- Slides: 16
Conflicts Over Land Chapter 10, Section 4
Questions ► Why did many Americans want the Cherokee removed from Georgia? What was Andrew Jackson’s response? ► Describe the Supreme Court ruling in Worcester V. Georgia: What was Andrew Jackson’s response? ► Describe the Trail of Tears: Where were the Native Americans being relocated to? ► What problems did Andrew Jackson face in Florida?

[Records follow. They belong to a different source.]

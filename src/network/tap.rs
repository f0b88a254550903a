//! TAP device creation and management.
//!
//! Creates and configures TAP devices for Firecracker microVMs. Each
//! instance gets a dedicated TAP device that Firecracker uses for its
//! virtio-net interface (eth0 inside the guest). The TAP is attached to a
//! single shared bridge (`br-zeitwork`) that carries the `fd00:42::/64`
//! overlay and owns the reserved gateway address.
//!
//! Reference: `spec.md` §4.N.

use std::process::Command;

use anyhow::{Context, Result};
use thiserror::Error;
use tracing::{debug, info, warn};

use crate::allocator::tap_name;

/// Default MTU for overlay traffic.
const DEFAULT_MTU: u32 = 1420;

/// TAP device configuration.
#[derive(Debug, Clone)]
pub struct TapConfig {
    /// Instance ID (used for deterministic naming).
    pub instance_id: String,
    /// Name of the shared bridge this TAP attaches to.
    pub bridge_name: String,
    /// MTU (default 1420).
    pub mtu: u32,
}

impl TapConfig {
    pub fn new(instance_id: &str, bridge_name: &str) -> Self {
        Self {
            instance_id: instance_id.to_string(),
            bridge_name: bridge_name.to_string(),
            mtu: DEFAULT_MTU,
        }
    }

    pub fn with_mtu(mut self, mtu: u32) -> Self {
        self.mtu = mtu;
        self
    }

    /// The deterministic TAP device name for this instance.
    pub fn tap_name(&self) -> String {
        tap_name(&self.instance_id)
    }
}

/// Errors from TAP device operations.
#[derive(Debug, Error)]
pub enum TapError {
    #[error("failed to create TAP device: {0}")]
    CreateFailed(String),

    #[error("failed to configure TAP device: {0}")]
    ConfigFailed(String),

    #[error("failed to attach TAP device to bridge: {0}")]
    BridgeAttachFailed(String),

    #[error("failed to delete TAP device: {0}")]
    DeleteFailed(String),

    #[error("command execution failed: {0}")]
    CommandFailed(#[from] std::io::Error),
}

/// Handle to a created TAP device. Deleting it on drop guarantees an
/// instance never leaks a host-side interface if setup fails partway or the
/// owning task is cancelled (`spec.md` §4.N "Cleanup").
#[derive(Debug)]
pub struct TapDevice {
    name: String,
    instance_id: String,
}

impl TapDevice {
    pub fn name(&self) -> &str {
        &self.name
    }

    pub fn instance_id(&self) -> &str {
        &self.instance_id
    }

    /// Delete the TAP device now, surfacing any failure to the caller
    /// instead of only logging it (used by explicit teardown paths; `Drop`
    /// falls back to logging since it cannot propagate an error).
    pub fn cleanup(&self) -> Result<(), TapError> {
        delete_tap(&self.name)
    }

    /// Release ownership without deleting the device, returning its name.
    /// Used when the TAP has been handed off to a longer-lived owner (the
    /// registry, keyed by name) and deletion is now name-addressed instead
    /// of tied to this handle's lifetime.
    pub fn into_name(self) -> String {
        let name = self.name.clone();
        std::mem::forget(self);
        name
    }
}

impl Drop for TapDevice {
    fn drop(&mut self) {
        if let Err(e) = self.cleanup() {
            warn!(tap = %self.name, error = %e, "failed to clean up TAP device on drop");
        }
    }
}

/// Ensure the shared overlay bridge exists and owns the reserved gateway
/// address (`fd00:42::1/64`). Idempotent: safe to call on every boot and
/// before every `ensure_tap`.
pub fn ensure_bridge(bridge_name: &str) -> Result<(), TapError> {
    if !tap_exists(bridge_name) {
        run_ip(&["link", "add", "name", bridge_name, "type", "bridge"])
            .map_err(|e| TapError::CreateFailed(e.to_string()))?;
    }
    run_ip(&["link", "set", "dev", bridge_name, "up"])
        .map_err(|e| TapError::ConfigFailed(e.to_string()))?;

    // Idempotent: `ip addr add` fails if the address already exists, which
    // is not an error condition here.
    let _ = run_ip(&["-6", "addr", "add", "fd00:42::1/64", "dev", bridge_name]);

    Ok(())
}

/// Create a TAP device for an instance and attach it to the shared bridge.
pub fn ensure_tap(config: &TapConfig) -> Result<TapDevice, TapError> {
    let name = config.tap_name();

    if tap_exists(&name) {
        debug!(tap = %name, "TAP device already exists, reusing");
        return Ok(TapDevice {
            name,
            instance_id: config.instance_id.clone(),
        });
    }

    info!(
        tap = %name,
        instance_id = %config.instance_id,
        bridge = %config.bridge_name,
        "creating TAP device"
    );

    run_ip(&["tuntap", "add", "dev", &name, "mode", "tap"])
        .map_err(|e| TapError::CreateFailed(e.to_string()))?;

    let result = (|| -> Result<(), TapError> {
        run_ip(&["link", "set", "dev", &name, "mtu", &config.mtu.to_string()])
            .map_err(|e| TapError::ConfigFailed(format!("mtu: {e}")))?;

        run_ip(&["link", "set", "dev", &name, "master", &config.bridge_name])
            .map_err(|e| TapError::BridgeAttachFailed(e.to_string()))?;

        run_ip(&["link", "set", "dev", &name, "up"])
            .map_err(|e| TapError::ConfigFailed(format!("bring up: {e}")))?;

        Ok(())
    })();

    if let Err(e) = result {
        let _ = run_ip(&["link", "delete", &name]);
        return Err(e);
    }

    debug!(tap = %name, "TAP device created and attached");

    Ok(TapDevice {
        name,
        instance_id: config.instance_id.clone(),
    })
}

fn delete_tap(tap_name: &str) -> Result<(), TapError> {
    if !tap_exists(tap_name) {
        return Ok(());
    }

    info!(tap = %tap_name, "deleting TAP device");
    run_ip(&["link", "delete", tap_name]).map_err(|e| TapError::DeleteFailed(e.to_string()))?;
    debug!(tap = %tap_name, "TAP device deleted");
    Ok(())
}

/// Remove any TAP device still present on the host whose name matches the
/// `tap-zw-*` pattern but has no corresponding live instance
/// (`spec.md` §4.R "startup orphan sweep").
pub fn sweep_orphan_taps(live_names: &std::collections::HashSet<String>) -> Vec<String> {
    let mut removed = Vec::new();
    let Ok(entries) = std::fs::read_dir("/sys/class/net") else {
        return removed;
    };

    for entry in entries.flatten() {
        let name = entry.file_name().to_string_lossy().to_string();
        if !name.starts_with("tap-zw-") || live_names.contains(&name) {
            continue;
        }
        match delete_tap(&name) {
            Ok(()) => removed.push(name),
            Err(e) => warn!(tap = %name, error = %e, "failed to sweep orphan TAP device"),
        }
    }

    removed
}

fn run_ip(args: &[&str]) -> Result<()> {
    let output = Command::new("ip")
        .args(args)
        .output()
        .context("failed to execute ip command")?;

    if !output.status.success() {
        let stderr = String::from_utf8_lossy(&output.stderr);
        anyhow::bail!("ip {} failed: {}", args.join(" "), stderr.trim());
    }

    Ok(())
}

/// Check whether a network interface exists on the host.
pub fn tap_exists(name: &str) -> bool {
    std::path::Path::new(&format!("/sys/class/net/{name}")).exists()
}

#[cfg(test)]
mod tests {
    use super::*;

    #[test]
    fn tap_config_name_matches_allocator() {
        let config = TapConfig::new("i-001", "br-zeitwork");
        assert_eq!(config.tap_name(), tap_name("i-001"));
        assert_eq!(config.tap_name().len(), 15);
    }

    #[test]
    fn tap_config_builder_sets_mtu() {
        let config = TapConfig::new("i-001", "br-zeitwork").with_mtu(9000);
        assert_eq!(config.mtu, 9000);
        assert_eq!(config.bridge_name, "br-zeitwork");
    }

    #[test]
    fn sweep_skips_non_tap_interfaces() {
        let live = std::collections::HashSet::new();
        // /sys/class/net may not be readable in the test sandbox; the
        // function must not panic either way.
        let _ = sweep_orphan_taps(&live);
    }
}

Moving Native Americans ► The Cherokee Indians resided in Georgia in the early 1800’s. ► By the early 1800’s the Cherokee had their own schools, newspaper and constitution. ► The Cherokee farmed some of Georgia’s richest land in 1829 gold was discovered there. ► Settlers, miners and speculators began trespassing on Cherokee territory in search of riches.
Moving Native Americans ► Many settlers wanted president Andrew Jackson to relocate the Native Americans living in the Southeast. ► Andrew Jackson, a man of the frontier, supported the settlers demand for Native American land.
Indian Removal Act ► In 1830 Congress passed the Indian Removal Act. ► The United States offers to buy land from the Cherokee Indians. In return, the Cherokee must relocate to Indian Territory (an area in present day Oklahoma).
The Cherokee Nation ► The Cherokee Nation refused to give up their land in Georgia. ► The Cherokee sued the state of Georgia for allowing white Americans to invade their land. The Case goes to the Supreme Court. ► In Worcester Vs. Georgia, Chief Justice John Marshall ruled that Georgia had no right to interfere with the Cherokee.
The Cherokee Nation ► President Jackson had supported Georgia’s efforts to remove the Cherokee. ► Jackson ignored the Supreme Court’s ruling. “John Marshall has made his decision, now let him try to enforce it. ”
The Trail of Tears ► In 1835 the federal government persuaded a few Cherokee to give up their land. Most of the 17, 000 Cherokee, however, refused. ► In 1837 President Andrew Jackson sent General Winfield Scott and 7, 000 federal troops into the region to remove the Cherokee from their land lead them west (present day Oklahoma). ► General Scott threatened to use force if the Cherokee did not comply.
The Trail of Tears ► The Cherokee knew that fighting would only lead to their destruction. ► Men, women, children and the elderly (many of them in chains and shackles) would be forced to walk hundreds of miles. ► The number of Cherokee that die on the March West is debated. Government records stated around 800. Based on eyewitness accounts, the number is probably closer to 4, 500.
Native American Resistance ► Following the Cherokee, other Native American tribes such as the Creek, Seminole, Chickasaw, and Choctaw would be forced to give up their land relocate to the Indian Territory (Oklahoma). ► Some of these tribes put up resistance against being relocated.
Native American Resistance ► In Florida, the Seminole chief Osceola and some of his people refused to leave their tribal land. ► In 1835 the Seminole joined forces with a group of African Americans who had run away to escape slavery. They attacked settlements along the Florida coast. ► The Seminole War would last from 1835 to 1842. United States military Vs. Seminole Indians.
Native American Resistance ► By 1842, more than 1, 500 American soldiers had died in the Seminole wars. However, the majority of the Seminoles had been captured and forced to move West.
Native Americans ► After the majority of the Southeast Native American tribes had been relocated, they began developing their own governments, farms and schools in present day Oklahoma. ► These tribes even developed their own police force called the “Lighthorsemen”.